**EXERCISE AIM:** Your reply should hold only the lines from the records below where "KeyCode" occurs.

**DATASET EXCERPTS:**
────

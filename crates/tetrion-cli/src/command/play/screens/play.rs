use std::{cell::RefCell, mem, path::PathBuf, rc::Rc, time::Duration};

use anyhow::Context as _;
use crossterm::event::{Event, KeyCode, KeyEventKind};
use ratatui::{
    Frame,
    layout::{Constraint, Layout},
};
use ratatui_runtime::{RenderMode, Runtime, Screen, ScreenTransition, TimerId};
use tetrion_engine::{GameSession, SessionState};

use crate::{
    command::play::{
        auto_repeat::{AutoRepeat, Direction},
        screens::OptionsScreen,
    },
    model::save_file::SaveFile,
    ui::widgets::{KeyBinding, KeyBindingDisplay, SessionDisplay, Status, StatusLine},
    util,
};

const FPS: f64 = 60.0;

const PLAYING_KEYS: &[KeyBinding] = &[
    (&["←", "→"], "Move"),
    (&["↑", "X"], "Rotate"),
    (&["↓"], "Soft Drop"),
    (&["Space"], "Hard Drop"),
    (&["P"], "Pause"),
    (&["O"], "Options"),
    (&["S"], "Save"),
    (&["L"], "Load"),
    (&["Q"], "Quit"),
];
const PAUSED_KEYS: &[KeyBinding] = &[
    (&["P"], "Resume"),
    (&["O"], "Options"),
    (&["R"], "Restart"),
    (&["S"], "Save"),
    (&["L"], "Load"),
    (&["Q"], "Quit"),
];
const GAME_OVER_KEYS: &[KeyBinding] = &[
    (&["R"], "Restart"),
    (&["O"], "Options"),
    (&["L"], "Load"),
    (&["Q"], "Quit"),
];

/// The game itself: drives the session from the logic timer and the keyboard.
///
/// The session is shared with the [`OptionsScreen`] pushed on top of it.
#[derive(Debug)]
pub(crate) struct PlayScreen {
    session: Rc<RefCell<GameSession>>,
    save_file: PathBuf,
    logic_timer: Option<(TimerId, Duration)>,
    auto_repeat: AutoRepeat,
    resume_on_return: bool,
    status: Option<Status>,
}

impl PlayScreen {
    pub(crate) fn new(session: Rc<RefCell<GameSession>>, save_file: PathBuf) -> Self {
        Self {
            session,
            save_file,
            logic_timer: None,
            auto_repeat: AutoRepeat::new(),
            resume_on_return: false,
            status: None,
        }
    }

    /// Re-arms the logic timer if the session's fall interval changed.
    fn sync_logic_timer(&mut self, runtime: &mut Runtime) {
        let interval = self.session.borrow().tick_interval();
        if let Some((id, current)) = &mut self.logic_timer
            && *current != interval
        {
            runtime.set_timer_interval(*id, interval);
            *current = interval;
        }
    }

    fn move_piece(&self, direction: Direction) {
        let mut session = self.session.borrow_mut();
        _ = match direction {
            Direction::Left => session.try_move_left(),
            Direction::Right => session.try_move_right(),
        };
    }

    fn save_game(&mut self) {
        let save = SaveFile::new(self.session.borrow().save());
        self.status = Some(
            match util::write_json_file("save", &self.save_file, &save) {
                Ok(()) => Status::Info(format!("Saved to {}", self.save_file.display())),
                Err(e) => Status::Error(format!("Save failed: {e:#}")),
            },
        );
    }

    fn load_game(&mut self, runtime: &mut Runtime) {
        let result = util::read_json_file::<SaveFile, _>("save", &self.save_file).and_then(|save| {
            self.session
                .borrow_mut()
                .load(save.game)
                .with_context(|| format!("Invalid saved game: {}", self.save_file.display()))
        });
        self.status = Some(match result {
            Ok(()) => Status::Info(format!("Loaded {}", self.save_file.display())),
            Err(e) => Status::Error(format!("Load failed: {e:#}")),
        });
        self.auto_repeat.release_all(runtime);
    }

    fn open_options(&mut self) -> ScreenTransition {
        let mut session = self.session.borrow_mut();
        if session.session_state().is_playing() {
            session.toggle_pause();
            self.resume_on_return = true;
        }
        ScreenTransition::Push(Box::new(OptionsScreen::new(Rc::clone(&self.session))))
    }

    fn handle_direction(
        &mut self,
        runtime: &mut Runtime,
        direction: Direction,
        kind: KeyEventKind,
    ) {
        match kind {
            KeyEventKind::Press => {
                self.move_piece(direction);
                // Without release events a held key can't be tracked; the
                // terminal's own key repeat takes over.
                if runtime.key_release_events() {
                    self.auto_repeat.press(runtime, direction);
                }
            }
            KeyEventKind::Repeat if !runtime.key_release_events() => self.move_piece(direction),
            KeyEventKind::Repeat => {}
            KeyEventKind::Release => self.auto_repeat.release(runtime, direction),
        }
    }
}

impl Screen for PlayScreen {
    fn on_active(&mut self, runtime: &mut Runtime) {
        runtime.set_render_mode(RenderMode::interval_from_rate(FPS));
        let interval = self.session.borrow().tick_interval();
        self.logic_timer = Some((runtime.start_timer(interval), interval));

        if mem::take(&mut self.resume_on_return) {
            let mut session = self.session.borrow_mut();
            if session.session_state().is_paused() {
                session.toggle_pause();
            }
        }
    }

    fn on_inactive(&mut self, runtime: &mut Runtime) {
        if let Some((id, _)) = self.logic_timer.take() {
            runtime.cancel_timer(id);
        }
        self.auto_repeat.release_all(runtime);
    }

    fn on_close(&mut self, _runtime: &mut Runtime) {}

    fn handle_event(&mut self, runtime: &mut Runtime, event: &Event) -> ScreenTransition {
        let Some(key) = event.as_key_event() else {
            return ScreenTransition::Stay;
        };

        if let Some(direction) = Direction::from_key(key.code) {
            self.handle_direction(runtime, direction, key.kind);
            return ScreenTransition::Stay;
        }
        if key.kind == KeyEventKind::Release {
            return ScreenTransition::Stay;
        }

        let transition = match key.code {
            KeyCode::Up | KeyCode::Char('x' | 'X') => {
                _ = self.session.borrow_mut().try_rotate();
                ScreenTransition::Stay
            }
            KeyCode::Down => {
                _ = self.session.borrow_mut().try_soft_drop();
                ScreenTransition::Stay
            }
            KeyCode::Char(' ') => {
                _ = self.session.borrow_mut().hard_drop();
                ScreenTransition::Stay
            }
            KeyCode::Char('p' | 'P') => {
                self.session.borrow_mut().toggle_pause();
                self.auto_repeat.release_all(runtime);
                ScreenTransition::Stay
            }
            KeyCode::Char('r' | 'R') => {
                self.session.borrow_mut().restart();
                self.auto_repeat.release_all(runtime);
                self.status = None;
                ScreenTransition::Stay
            }
            KeyCode::Char('s' | 'S') => {
                self.save_game();
                ScreenTransition::Stay
            }
            KeyCode::Char('l' | 'L') => {
                self.load_game(runtime);
                ScreenTransition::Stay
            }
            KeyCode::Char('o' | 'O') => self.open_options(),
            KeyCode::Char('q' | 'Q') => ScreenTransition::Exit,
            _ => ScreenTransition::Stay,
        };
        self.sync_logic_timer(runtime);
        transition
    }

    fn on_timer(&mut self, runtime: &mut Runtime, id: TimerId) {
        if self.logic_timer.is_some_and(|(logic, _)| logic == id) {
            let outcome = self.session.borrow_mut().tick();
            if outcome.is_game_over() {
                self.auto_repeat.release_all(runtime);
            }
            self.sync_logic_timer(runtime);
        } else if let Some(direction) = self.auto_repeat.direction_of(id) {
            self.move_piece(direction);
        }
    }

    fn draw(&self, frame: &mut Frame) {
        let session = self.session.borrow();
        let key_bindings = match session.session_state() {
            SessionState::Playing => PLAYING_KEYS,
            SessionState::Paused => PAUSED_KEYS,
            SessionState::GameOver => GAME_OVER_KEYS,
        };

        let [main_area, status_area, help_area] = Layout::vertical([
            Constraint::Length(SessionDisplay::height()),
            Constraint::Length(1),
            Constraint::Length(1),
        ])
        .areas(frame.area());
        frame.render_widget(SessionDisplay::new(&session), main_area);
        frame.render_widget(StatusLine::new(self.status.as_ref()), status_area);
        frame.render_widget(KeyBindingDisplay::new(key_bindings), help_area);
    }
}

────

**ANSWER TO THIS EXERCISE:**
use crossterm::event::{Event, KeyCode, KeyEventKind};
            KeyCode::Up | KeyCode::Char('x' | 'X') => {
            KeyCode::Down => {
            KeyCode::Char(' ') => {
            KeyCode::Char('p' | 'P') => {
            KeyCode::Char('r' | 'R') => {
            KeyCode::Char('s' | 'S') => {
            KeyCode::Char('l' | 'L') => {
            KeyCode::Char('o' | 'O') => self.open_options(),
            KeyCode::Char('q' | 'Q') => ScreenTransition::Exit,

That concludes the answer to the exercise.